Where this gets extremely exciting is in the rear I/O. The ODROID-H2 based on the earlier J4105 had dual 1GbE NICs. The ODROID-H2+ in contrast is updated in that it has dual 2.5GbE Realtek RTL8125B NICs. That means we have 5Gbps of networking on this $119 assembly. For a bit of comparison, the Syba Dual 2.5 Gigabit Ethernet Adapter we reviewed over a year ago retails for $43-45 with dual RTL8125 NICs. That effectively means the rest of the board is only around a $76 premium over that NIC solution.

ODROID H2 Plus Ports Standard And With H2 Net
ODROID H2 Plus Ports Standard (top) And With H2 Net (bottom)

The rest of the standard I/O includes dual USB 3.0 (Gen1), Gen 2.0, two audio ports with a S/PDIF output, and a 14V-20V DC power input (5.5mm outer/ 2.1mm inner diameter plug and 15V is the standard PSU.) We also get a DisplayPort 1.2 and a HDMI 2.0 port. Each supports 4k60 displays and one can run them concurrently for dual video output.

The big feature of why this platform went from a curiosity to something we wanted to feature was the NIC situation. While standard we get 2x 2.5GbE RTL8125B ports, there is a new H2 Net Card option that is $47. This H2 Net card adds 4x 2.5GbE ports to the solution underneath the main I/O. In this review, we are going to spend a lot of focus on that feature because it is one of the biggest differentiators in the small board space.

ODROID H2 Plus Ports With H2 Net Card No H2 Net In Background
ODROID H2 Plus Ports With H2 Net Card No H2 Net In Background

On the bottom edge of the platform we get an eMMC slot. Here we have an optional 64GB eMMC module installed.
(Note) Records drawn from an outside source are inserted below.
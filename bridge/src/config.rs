//! Bridge configuration.

/// Configuration for a bridge instance.
///
/// Controls the linear memory ceiling and the size of the region reserved
/// for the bridge allocator at instantiation time.
#[derive(Debug, Clone)]
pub struct BridgeConfig {
    /// Maximum linear memory pages (1 page = 64 KiB), enforced via the
    /// store's resource limiter. Default: 256 pages = 16 MiB.
    pub max_memory_pages: u64,

    /// Pages claimed for the bridge allocator region right after
    /// instantiation (4 pages = 256 KiB). The region grows on demand up
    /// to the memory ceiling.
    pub heap_pages: u64,
}

impl Default for BridgeConfig {
    fn default() -> Self {
        Self {
            max_memory_pages: 256, // 16 MiB
            heap_pages: 4,
        }
    }
}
These are very useful if you have an embedded OS. One can boot off of the eMMC module and then still have access to the two SATA ports and M.2 slot on the rear of the unit. We will cover the M.2 slot when we flip the board over.
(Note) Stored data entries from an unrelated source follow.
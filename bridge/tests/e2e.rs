//! End-to-end tests: guest modules exercising the full host surface.

mod common;

use common::{load, INVOKE_TWO_NUMBERS_WAT};
use tether_bridge::{CallbackError, ClosureShape, Handle, HostCallback, HostValue};

#[test]
fn test_main_receives_arguments() {
    let wat = r#"
        (module
            (memory (export "memory") 1)
            (func (export "main") (param i32 i32) (result i32)
                (i32.add (local.get 0) (local.get 1)))
        )
    "#;
    let mut inst = load(wat);
    assert_eq!(inst.call_main(40, 2).unwrap(), 42);
    assert_eq!(inst.call_main(-1, 1).unwrap(), 0);
}

#[test]
fn test_guest_malloc_visible_to_host() {
    let wat = r#"
        (module
            (import "tether" "malloc" (func $malloc (param i32 i32) (result i32)))
            (memory (export "memory") 1)
            (func (export "main") (param i32 i32) (result i32)
                (local $p i32)
                (local.set $p (call $malloc (i32.const 32) (i32.const 8)))
                (i32.store (local.get $p) (i32.const 0x6f6c6568))
                (local.get $p))
        )
    "#;
    let mut inst = load(wat);
    let ptr = inst.call_main(0, 0).unwrap() as u32;
    // The bridge region starts past the guest's own page.
    assert!(ptr >= 65536);
    assert_eq!(inst.read_memory(ptr, 4).unwrap(), b"helo");
}

#[test]
fn test_closure_invoke_numeric() {
    let mut inst = load(INVOKE_TWO_NUMBERS_WAT);
    let adder: Box<dyn HostCallback> = Box::new(|args: &[HostValue]| {
        let mut sum = 0.0;
        for arg in args {
            match arg {
                HostValue::Number(n) => sum += n,
                other => {
                    return Err(CallbackError::new(format!(
                        "expected number, got {}",
                        other.describe()
                    )))
                }
            }
        }
        Ok(HostValue::Number(sum))
    });
    let handle = inst
        .register_closure(ClosureShape::numeric(2), adder)
        .unwrap();
    assert_eq!(inst.call_main(handle.raw() as i32, 0).unwrap(), 7);
    // Repeat invocation works: the callback is restored after each call.
    assert_eq!(inst.call_main(handle.raw() as i32, 0).unwrap(), 7);
}

#[test]
fn test_closure_ref_argument_and_result() {
    let wat = r#"
        (module
            (import "tether" "closure_invoke" (func $invoke (param i32 i32 i32)))
            (memory (export "memory") 1)
            (func (export "main") (param i32 i32) (result i32)
                (i64.store (i32.const 1024) (i64.extend_i32_u (local.get 0)))
                (call $invoke (local.get 1) (i32.const 1024) (i32.const 2048))
                (i32.wrap_i64 (i64.load (i32.const 2048))))
        )
    "#;
    let mut inst = load(wat);

    let upper: Box<dyn HostCallback> = Box::new(|args: &[HostValue]| {
        match &args[0] {
            HostValue::Text(s) => Ok(HostValue::Text(s.to_uppercase())),
            other => Err(CallbackError::new(format!(
                "expected text, got {}",
                other.describe()
            ))),
        }
    });
    let shape = ClosureShape {
        arity: 1,
        ref_args: 0b1,
        ref_result: true,
    };
    let closure = inst.register_closure(shape, upper).unwrap();
    let input = inst.ref_insert(HostValue::Text("ping".into())).unwrap();

    let raw = inst
        .call_main(input.raw() as i32, closure.raw() as i32)
        .unwrap();
    let result = Handle::from_raw(raw as u32);
    assert_eq!(inst.ref_get(result).unwrap(), &HostValue::Text("PING".into()));
}

#[test]
fn test_guest_allocated_text_reaches_table() {
    let wat = r#"
        (module
            (import "tether" "ref_text_new" (func $text (param i32 i32) (result i32)))
            (memory (export "memory") 1)
            (data (i32.const 16) "from guest")
            (func (export "main") (param i32 i32) (result i32)
                (call $text (i32.const 16) (i32.const 10)))
        )
    "#;
    let mut inst = load(wat);
    let raw = inst.call_main(0, 0).unwrap();
    let handle = Handle::from_raw(raw as u32);
    assert_eq!(
        inst.ref_get(handle).unwrap(),
        &HostValue::Text("from guest".into())
    );
}

#[test]
fn test_guest_ref_drop_releases_slot() {
    let wat = r#"
        (module
            (import "tether" "ref_num_new" (func $num (param f64) (result i32)))
            (import "tether" "ref_drop" (func $drop (param i32)))
            (memory (export "memory") 1)
            (func (export "main") (param i32 i32) (result i32)
                (local $h i32)
                (local.set $h (call $num (f64.const 2.5)))
                (call $drop (local.get $h))
                (local.get $h))
        )
    "#;
    let mut inst = load(wat);
    let raw = inst.call_main(0, 0).unwrap();
    let handle = Handle::from_raw(raw as u32);
    assert!(inst.ref_get(handle).is_err());
    assert_eq!(inst.ref_live(), 0);
}

#[test]
fn test_closure_destroy_from_guest_is_one_shot() {
    let wat = r#"
        (module
            (import "tether" "closure_destroy" (func $destroy (param i32)))
            (memory (export "memory") 1)
            (func (export "main") (param i32 i32) (result i32)
                (call $destroy (local.get 0))
                (i32.const 0))
        )
    "#;
    let mut inst = load(wat);
    let noop: Box<dyn HostCallback> =
        Box::new(|_: &[HostValue]| Ok::<_, CallbackError>(HostValue::Undefined));
    let handle = inst.register_closure(ClosureShape::numeric(0), noop).unwrap();

    assert_eq!(inst.call_main(handle.raw() as i32, 0).unwrap(), 0);
    // Second destroy of the same handle fails the generation check.
    let err = inst.call_main(handle.raw() as i32, 0).unwrap_err();
    assert!(matches!(
        err,
        tether_bridge::BridgeError::UseAfterInvalidate(h) if h == handle
    ));
}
A nice feature is that we get two onboard SATA ports. There are also two (JST-XH?) 4-pin power connectors. Getting the standard power plus SATA cables for this board cost $3 each for the set so for $6 you have the cables necessary to connect two HDDs or SSDs. This is one of the items we recommend getting because if you use the feature later, it will cost more in shipping than getting the cables with your initial purchase. It would have been nice if there was a larger standard PC power connector on board, but we understand space limitations.


On the board, there are physical power and reset switches along with a 24-pin I/O block. The physical switches are quite useful, but if this is in an enclosure, you will likely want to add an external power button on the I/O pins. Next to these are power LEDs which are also useful since as standard this is a passively cooled system which means when the unit is in operation there is no moving fan as a visual indicator.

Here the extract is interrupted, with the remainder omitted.